_Available data_

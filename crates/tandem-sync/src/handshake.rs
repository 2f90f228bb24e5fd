// SPDX-FileCopyrightText: 2026 Tandem Contributors
// SPDX-License-Identifier: MIT OR Apache-2.0

//! Connection-auth handshake state machine.
//!
//! ```text
//! Connecting --begin--> Authenticating --authenticate(ok)--> Authenticated
//!      |                     |                                   |
//!      +------------------ reject / timeout / close -------------+--> Disconnected
//! ```
//!
//! Every rejection carries an [`AuthRejection`] that the transport must send
//! to the client before closing.

use std::fmt;

use tandem_core::{AuthRejection, IdentityStore, TandemError, TokenLookup, User};
use tracing::{debug, info};

/// Lifecycle states of a real-time connection.
#[derive(Debug, Clone, Copy, PartialEq, Eq, strum::Display)]
#[strum(serialize_all = "snake_case")]
pub enum ConnectionState {
    Connecting,
    Authenticating,
    Authenticated,
    Disconnected,
}

/// Where a credential was found.
#[derive(Debug, Clone, Copy, PartialEq, Eq)]
pub enum CredentialSource {
    Header,
    Query,
    Frame,
}

/// A bearer credential presented by a client.
#[derive(Clone, PartialEq, Eq)]
pub struct Credential {
    pub token: String,
    pub source: CredentialSource,
}

impl fmt::Debug for Credential {
    fn fmt(&self, f: &mut fmt::Formatter<'_>) -> fmt::Result {
        f.debug_struct("Credential")
            .field("token", &"[redacted]")
            .field("source", &self.source)
            .finish()
    }
}

impl Credential {
    pub fn new(token: impl Into<String>, source: CredentialSource) -> Self {
        Self {
            token: token.into(),
            source,
        }
    }
}

/// Pick the connection-time credential: an `Authorization: Bearer` header
/// wins over a `token` query parameter. Blank values count as absent.
pub fn connection_credential(
    authorization: Option<&str>,
    query_token: Option<&str>,
) -> Option<Credential> {
    let bearer = authorization
        .and_then(|value| value.strip_prefix("Bearer "))
        .map(str::trim)
        .filter(|token| !token.is_empty());
    if let Some(token) = bearer {
        return Some(Credential::new(token, CredentialSource::Header));
    }
    query_token
        .map(str::trim)
        .filter(|token| !token.is_empty())
        .map(|token| Credential::new(token, CredentialSource::Query))
}

/// The authenticated identity behind a connection.
#[derive(Debug, Clone, PartialEq, Eq)]
pub struct AuthenticatedSession {
    pub user: User,
    pub token_id: String,
}

/// Drives one connection through the handshake.
#[derive(Debug)]
pub struct Handshake {
    state: ConnectionState,
    session: Option<AuthenticatedSession>,
    rejection: Option<AuthRejection>,
}

impl Default for Handshake {
    fn default() -> Self {
        Self::new()
    }
}

impl Handshake {
    pub fn new() -> Self {
        Self {
            state: ConnectionState::Connecting,
            session: None,
            rejection: None,
        }
    }

    pub fn state(&self) -> ConnectionState {
        self.state
    }

    pub fn session(&self) -> Option<&AuthenticatedSession> {
        self.session.as_ref()
    }

    /// Why the connection was refused, if it was.
    pub fn rejection(&self) -> Option<AuthRejection> {
        self.rejection
    }

    /// `Connecting -> Authenticating`.
    pub fn begin(&mut self) -> Result<(), TandemError> {
        self.transition(ConnectionState::Connecting, ConnectionState::Authenticating)
    }

    /// Validate a credential. `Authenticating -> Authenticated` on success,
    /// `Authenticating -> Disconnected` with a rejection otherwise.
    ///
    /// Store failures also disconnect, and are returned as-is rather than as
    /// a rejection.
    pub async fn authenticate(
        &mut self,
        identity: &dyn IdentityStore,
        credential: Option<&Credential>,
    ) -> Result<&AuthenticatedSession, TandemError> {
        self.expect(ConnectionState::Authenticating, ConnectionState::Authenticated)?;

        let Some(credential) = credential else {
            return Err(self.reject(AuthRejection::NoToken));
        };
        let lookup = match identity.resolve_token(&credential.token).await {
            Ok(lookup) => lookup,
            Err(e) => {
                self.state = ConnectionState::Disconnected;
                return Err(e);
            }
        };

        match lookup {
            TokenLookup::Valid { user, token_id } => {
                info!(user_id = %user.id, source = ?credential.source, "connection authenticated");
                self.state = ConnectionState::Authenticated;
                Ok(self.session.insert(AuthenticatedSession { user, token_id }))
            }
            TokenLookup::Inactive(user) => {
                debug!(user_id = %user.id, "credential belongs to an inactive account");
                Err(self.reject(AuthRejection::InactiveUser))
            }
            TokenLookup::Expired | TokenLookup::Revoked | TokenLookup::Unknown => {
                debug!(?lookup, "credential rejected");
                Err(self.reject(AuthRejection::InvalidToken))
            }
        }
    }

    /// No credential arrived in time: `Authenticating -> Disconnected`.
    pub fn time_out(&mut self) -> Result<AuthRejection, TandemError> {
        self.expect(ConnectionState::Authenticating, ConnectionState::Disconnected)?;
        self.reject(AuthRejection::NoToken);
        Ok(AuthRejection::NoToken)
    }

    /// Transport closed, logout, or deactivation. Legal from any live state.
    pub fn disconnect(&mut self) -> Result<(), TandemError> {
        if self.state == ConnectionState::Disconnected {
            return Err(illegal(self.state, ConnectionState::Disconnected));
        }
        self.state = ConnectionState::Disconnected;
        Ok(())
    }

    fn reject(&mut self, reason: AuthRejection) -> TandemError {
        self.state = ConnectionState::Disconnected;
        self.rejection = Some(reason);
        TandemError::AuthRejected(reason)
    }

    fn expect(&self, from: ConnectionState, to: ConnectionState) -> Result<(), TandemError> {
        if self.state == from {
            Ok(())
        } else {
            Err(illegal(self.state, to))
        }
    }

    fn transition(&mut self, from: ConnectionState, to: ConnectionState) -> Result<(), TandemError> {
        self.expect(from, to)?;
        self.state = to;
        Ok(())
    }
}

fn illegal(from: ConnectionState, to: ConnectionState) -> TandemError {
    TandemError::IllegalTransition {
        from: from.to_string(),
        to: to.to_string(),
    }
}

_Requirement_
Please report every line of the listing that contains the string "Connecting".

_Answer below_
//! Connecting --begin--> Authenticating --authenticate(ok)--> Authenticated
    Connecting,
            state: ConnectionState::Connecting,
    /// `Connecting -> Authenticating`.
        self.transition(ConnectionState::Connecting, ConnectionState::Authenticating)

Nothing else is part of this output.